_WORK ITEM_.
Report every line of the material that contains the string "ConfigError".

++++ EXERCISE DATA ++++

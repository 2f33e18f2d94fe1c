use std::sync::Arc;
use std::time::Duration;

use axum::Router;
use thiserror::Error;
use tracing::info;
use weddy_core::cache::{CacheClient, MemoryCache};
use weddy_core::config::{AppConfig, CacheBackend, ConfigError, LoadOptions};
use weddy_db::{connect_with_config, migrations, DbPool, SqlVenueSource};

use crate::health::{self, HealthState};
use crate::images::{self, ImageState};
use crate::recommend::{self, RecommendState};

pub struct Application {
    pub config: AppConfig,
    pub db_pool: DbPool,
    pub cache: Option<Arc<dyn CacheClient>>,
}

#[derive(Debug, Error)]
pub enum BootstrapError {
    #[error(transparent)]
    Config(#[from] ConfigError),
    #[error("database connection failed: {0}")]
    DatabaseConnect(#[source] sqlx::Error),
    #[error("database migration failed: {0}")]
    Migration(#[source] sqlx::migrate::MigrateError),
}

pub async fn bootstrap(options: LoadOptions) -> Result<Application, BootstrapError> {
    let config = AppConfig::load(options)?;
    bootstrap_with_config(config).await
}

pub async fn bootstrap_with_config(config: AppConfig) -> Result<Application, BootstrapError> {
    info!(
        event_name = "system.bootstrap.start",
        correlation_id = "bootstrap",
        "starting application bootstrap"
    );

    let db_pool =
        connect_with_config(&config.database).await.map_err(BootstrapError::DatabaseConnect)?;
    info!(
        event_name = "system.bootstrap.database_connected",
        correlation_id = "bootstrap",
        "database connection established"
    );

    migrations::run_pending(&db_pool).await.map_err(BootstrapError::Migration)?;
    info!(
        event_name = "system.bootstrap.migrations_applied",
        correlation_id = "bootstrap",
        "database migrations applied"
    );

    let cache = cache_client(&config);
    info!(
        event_name = "system.bootstrap.cache_selected",
        correlation_id = "bootstrap",
        backend = ?config.cache.backend,
        "cache backend selected"
    );

    Ok(Application { config, db_pool, cache })
}

/// `None` when caching is disabled; health then reports the cache as
/// `disabled` instead of probing a no-op client.
pub fn cache_client(config: &AppConfig) -> Option<Arc<dyn CacheClient>> {
    match config.cache.backend {
        CacheBackend::Disabled => None,
        CacheBackend::Memory => {
            let ttl = Duration::from_secs(config.cache.ttl_secs);
            Some(Arc::new(MemoryCache::new(Some(ttl))))
        }
    }
}

impl Application {
    pub fn router(&self) -> Router {
        Router::new()
            .merge(health::router(HealthState::new(self.db_pool.clone(), self.cache.clone())))
            .merge(images::router(ImageState::new(self.config.images.base_path.clone())))
            .merge(recommend::router(RecommendState::new(
                SqlVenueSource::new(self.db_pool.clone()),
                self.config.recommend.default_limit,
            )))
    }
}
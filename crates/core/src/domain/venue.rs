use serde::{Deserialize, Serialize};

#[derive(Clone, Copy, Debug, PartialEq, Eq, Hash, Serialize, Deserialize)]
#[serde(rename_all = "SCREAMING_SNAKE_CASE")]
pub enum VenueType {
    Hotel,
    WeddingHall,
    Outdoor,
    Restaurant,
    HouseStudio,
    Garden,
    Other,
}

impl VenueType {
    pub const ALL: [VenueType; 7] = [
        Self::Hotel,
        Self::WeddingHall,
        Self::Outdoor,
        Self::Restaurant,
        Self::HouseStudio,
        Self::Garden,
        Self::Other,
    ];

    /// Code stored in the `venueType` column.
    pub fn code(self) -> &'static str {
        match self {
            Self::Hotel => "HOTEL",
            Self::WeddingHall => "WEDDING_HALL",
            Self::Outdoor => "OUTDOOR",
            Self::Restaurant => "RESTAURANT",
            Self::HouseStudio => "HOUSE_STUDIO",
            Self::Garden => "GARDEN",
            Self::Other => "OTHER",
        }
    }

    pub fn from_code(code: &str) -> Option<Self> {
        Self::ALL.into_iter().find(|venue_type| venue_type.code() == code.trim())
    }
}

/// One `tb_wedding_hall` record. The venue type is kept as the stored code so
/// rows with codes outside the known set still render.
#[derive(Clone, Debug, PartialEq, Eq, Serialize, Deserialize)]
pub struct VenueRow {
    pub name: String,
    pub venue_type: String,
    pub parking: i64,
    pub address: Option<String>,
    pub phone: Option<String>,
    pub image_url: Option<String>,
}

impl VenueRow {
    pub fn venue_type(&self) -> Option<VenueType> {
        VenueType::from_code(&self.venue_type)
    }
}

++++

_FINISHED EXERCISE_.
use weddy_core::config::{AppConfig, CacheBackend, ConfigError, LoadOptions};
    Config(#[from] ConfigError),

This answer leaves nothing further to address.